Medicaid is a federal-state partnership program governed by Title XIX of the Social Security Act of 1965. Each state-based Medicaid program operates under a legal contract between that state’s government and the federal government. The basic terms are that the federal government will provide funding to a state if it uses those funds to operate a Medicaid program in accordance with provisions of the legal contract, or “state plan.”[1]
Federal Medicaid law sets the allowable scope within which the parties — the U.S. Department of Health and Human Services and the state government — may contract.[2] A state may customize its Medicaid state plan in a number of ways, provided that those customized provisions are within the basic parameters set forth in Title XIX. Any changes to a state plan that are subsequently agreed to by the state and HHS take the form of a “state plan amendment.”[3] Thus, a Medicaid state plan amendment is an amendment to the underlying contract and carries the same legal weight as any other provisions of the state plan.
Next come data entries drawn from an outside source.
//! Shared live state guarded by one lock and one condition variable.
//!
//! Every stage that changes readiness stores its result and then notifies
//! all waiters. Waiters re-check their predicate after every wakeup.

use super::catalog::PortFormatCatalog;
use super::negotiation::Negotiation;
use crate::clock::ClockTime;
use crate::config::{CameraConfiguration, ComponentConfig, FixateDefaults, HardwareTarget};
use crate::error::{Error, Result};
use crate::il::{ComponentRole, IlComponent, PortHandle, PortRole};
use std::sync::{Arc, Condvar, Mutex, MutexGuard, PoisonError};

/// Frame counters used for timestamps and offsets.
#[derive(Debug, Clone, Copy, PartialEq, Eq)]
pub(crate) struct Timing {
    /// Running time within the current format.
    pub running_time: ClockTime,
    /// Frames produced within the current format.
    pub n_frames: u64,
    /// Running time accumulated over previous formats.
    pub accum_rtime: ClockTime,
    /// Frames accumulated over previous formats.
    pub accum_frames: u64,
}

impl Default for Timing {
    fn default() -> Self {
        Self {
            running_time: ClockTime::ZERO,
            n_frames: 0,
            accum_rtime: ClockTime::ZERO,
            accum_frames: 0,
        }
    }
}

impl Timing {
    /// Fold the current format's counters into the accumulated base.
    pub fn fold(&mut self) {
        self.accum_rtime = self.accum_rtime.saturating_add(self.running_time);
        self.accum_frames += self.n_frames;
        self.running_time = ClockTime::ZERO;
        self.n_frames = 0;
    }
}

pub(crate) struct LiveState {
    pub target: HardwareTarget,
    pub component: ComponentConfig,
    pub fixate: FixateDefaults,
    pub config: CameraConfiguration,
    pub components: [Option<Arc<dyn IlComponent>>; 3],
    pub ports: [Option<PortHandle>; 6],
    pub camera_configured: bool,
    pub video_configured: bool,
    pub catalog: PortFormatCatalog,
    pub negotiation: Negotiation,
    pub timing: Timing,
}

impl LiveState {
    pub fn new(
        target: HardwareTarget,
        component: ComponentConfig,
        fixate: FixateDefaults,
        config: CameraConfiguration,
    ) -> Self {
        Self {
            target,
            component,
            fixate,
            config,
            components: [None, None, None],
            ports: [None, None, None, None, None, None],
            camera_configured: false,
            video_configured: false,
            catalog: PortFormatCatalog::new(target),
            negotiation: Negotiation::default(),
            timing: Timing::default(),
        }
    }

    pub fn component(&self, role: ComponentRole) -> Option<&Arc<dyn IlComponent>> {
        self.components[role.index()].as_ref()
    }

    pub fn require_component(&self, role: ComponentRole) -> Result<&Arc<dyn IlComponent>> {
        self.component(role).ok_or(Error::ComponentMissing(role))
    }

    pub fn port(&self, role: PortRole) -> Option<&PortHandle> {
        self.ports[role.index()].as_ref()
    }

    pub fn require_port(&self, role: PortRole) -> Result<&PortHandle> {
        self.port(role).ok_or(Error::PortMissing(role))
    }

    /// Ports currently opened, in enable order.
    pub fn opened_ports(&self) -> impl Iterator<Item = (PortRole, &PortHandle)> {
        PortRole::ALL
            .into_iter()
            .filter_map(|role| self.port(role).map(|p| (role, p)))
    }

    /// Read the capture toggle of the camera video output. Any failure
    /// counts as not capturing.
    pub fn is_capture_active(&self) -> bool {
        use crate::il::{Config, ConfigKey};

        let (Some(camera), Some(port)) = (
            self.component(ComponentRole::Camera),
            self.port(PortRole::CameraVideoOut),
        ) else {
            return false;
        };
        match camera.get_config(ConfigKey::Capturing { port: port.index() }) {
            Ok(Config::Capturing { enabled, .. }) => enabled,
            Ok(_) => false,
            Err(err) => {
                tracing::error!(error = %err, "error while checking video capture state");
                false
            }
        }
    }
}

/// Live state plus its condition variable.
pub(crate) struct Live {
    state: Mutex<LiveState>,
    changed: Condvar,
}

impl Live {
    pub fn new(state: LiveState) -> Self {
        Self {
            state: Mutex::new(state),
            changed: Condvar::new(),
        }
    }

    pub fn lock(&self) -> MutexGuard<'_, LiveState> {
        self.state.lock().unwrap_or_else(PoisonError::into_inner)
    }

    /// Wake every waiter.
    pub fn broadcast(&self) {
        self.changed.notify_all();
    }

    /// Block until `ready` holds, releasing the lock while waiting.
    pub fn wait_until<'a>(
        &self,
        mut guard: MutexGuard<'a, LiveState>,
        what: &'static str,
        mut ready: impl FnMut(&LiveState) -> bool,
    ) -> MutexGuard<'a, LiveState> {
        while !ready(&guard) {
            tracing::debug!("{what}, waiting");
            guard = self
                .changed
                .wait(guard)
                .unwrap_or_else(PoisonError::into_inner);
        }
        guard
    }
}
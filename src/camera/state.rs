//! Element states and the transitions the source reacts to.

use std::fmt;

/// Element state.
#[derive(Clone, Copy, Debug, Default, PartialEq, Eq, Hash)]
pub enum ElementState {
    /// Created, nothing allocated.
    #[default]
    Null,
    /// Components opened.
    Ready,
    /// Negotiated, not producing.
    Paused,
    /// Producing frames.
    Playing,
}

impl fmt::Display for ElementState {
    fn fmt(&self, f: &mut fmt::Formatter<'_>) -> fmt::Result {
        match self {
            Self::Null => write!(f, "Null"),
            Self::Ready => write!(f, "Ready"),
            Self::Paused => write!(f, "Paused"),
            Self::Playing => write!(f, "Playing"),
        }
    }
}

/// A transition between two adjacent element states.
#[derive(Clone, Copy, Debug, PartialEq, Eq, Hash)]
pub enum StateChange {
    /// Null to Ready.
    NullToReady,
    /// Ready to Paused.
    ReadyToPaused,
    /// Paused to Playing. Capture starts before the transition.
    PausedToPlaying,
    /// Playing to Paused. Capture stops after the transition.
    PlayingToPaused,
    /// Paused to Ready.
    PausedToReady,
    /// Ready to Null.
    ReadyToNull,
}

impl StateChange {
    /// The transition from `current` to `next`, if they are adjacent.
    pub fn new(current: ElementState, next: ElementState) -> Option<Self> {
        use ElementState::*;
        match (current, next) {
            (Null, Ready) => Some(Self::NullToReady),
            (Ready, Paused) => Some(Self::ReadyToPaused),
            (Paused, Playing) => Some(Self::PausedToPlaying),
            (Playing, Paused) => Some(Self::PlayingToPaused),
            (Paused, Ready) => Some(Self::PausedToReady),
            (Ready, Null) => Some(Self::ReadyToNull),
            _ => None,
        }
    }

    /// State before the transition.
    pub fn current(self) -> ElementState {
        match self {
            Self::NullToReady => ElementState::Null,
            Self::ReadyToPaused | Self::ReadyToNull => ElementState::Ready,
            Self::PausedToPlaying | Self::PausedToReady => ElementState::Paused,
            Self::PlayingToPaused => ElementState::Playing,
        }
    }

    /// State after the transition.
    pub fn next(self) -> ElementState {
        match self {
            Self::ReadyToNull => ElementState::Null,
            Self::NullToReady | Self::PausedToReady => ElementState::Ready,
            Self::ReadyToPaused | Self::PlayingToPaused => ElementState::Paused,
            Self::PausedToPlaying => ElementState::Playing,
        }
    }
}

impl fmt::Display for StateChange {
    fn fmt(&self, f: &mut fmt::Formatter<'_>) -> fmt::Result {
        write!(f, "{} -> {}", self.current(), self.next())
    }
}

#[cfg(test)]
mod tests {
    use super::*;

    #[test]
    fn test_adjacent_transitions_round_trip() {
        use ElementState::*;
        for (a, b) in [(Null, Ready), (Ready, Paused), (Paused, Playing)] {
            let up = StateChange::new(a, b).unwrap();
            let down = StateChange::new(b, a).unwrap();
            assert_eq!((up.current(), up.next()), (a, b));
            assert_eq!((down.current(), down.next()), (b, a));
        }
    }

    #[test]
    fn test_skipping_states_is_not_a_transition() {
        assert_eq!(StateChange::new(ElementState::Null, ElementState::Playing), None);
        assert_eq!(StateChange::new(ElementState::Paused, ElementState::Paused), None);
    }

    #[test]
    fn test_display() {
        assert_eq!(StateChange::PausedToPlaying.to_string(), "Paused -> Playing");
    }
}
For a state to adopt the Medicaid expansion, it must amend its Medicaid state plan to reflect that action, and HHS must agree to that amendment.[4] Once the state plan has been amended to include the expansion, that agreement becomes part of the legally enforceable state plan contract.[5] A state must be in compliance with its own state plan. The federal government enforces compliance by withholding federal funds.[6] The mere threat of withholding federal dollars can generally ensure compliance.
While Medicaid expansion under the ACA promises states more generous federal funding (“match rates”) for the expansion population, it does so by fundamentally transforming Medicaid programs. Instead of a cooperative program in which states were previously only required to provide coverage for certain categories of needy individuals (the elderly, blind, disabled, pregnant women, children and low-income parents and caretaker relatives with dependent children), the ACA turns Medicaid into a broad-based entitlement program, with participating states required to cover all individuals below age 65 and under 138 percent of the poverty level.[7] Consequently, the new beneficiaries will be able-bodied adults, and the vast majority of them (84 percent in Michigan and 90 percent in Ohio) have no dependent children.[8]
So long as a recipient meets this income criteria, the ACA’s expanded Medicaid program does not permit the states flexibility to, for example, limit the duration of benefits or condition the receipt of benefits on meeting work requirements, participating in drug testing programs or paying minimum copayments.[9] This lack of flexibility has been a major concern of Michigan and Ohio policymakers.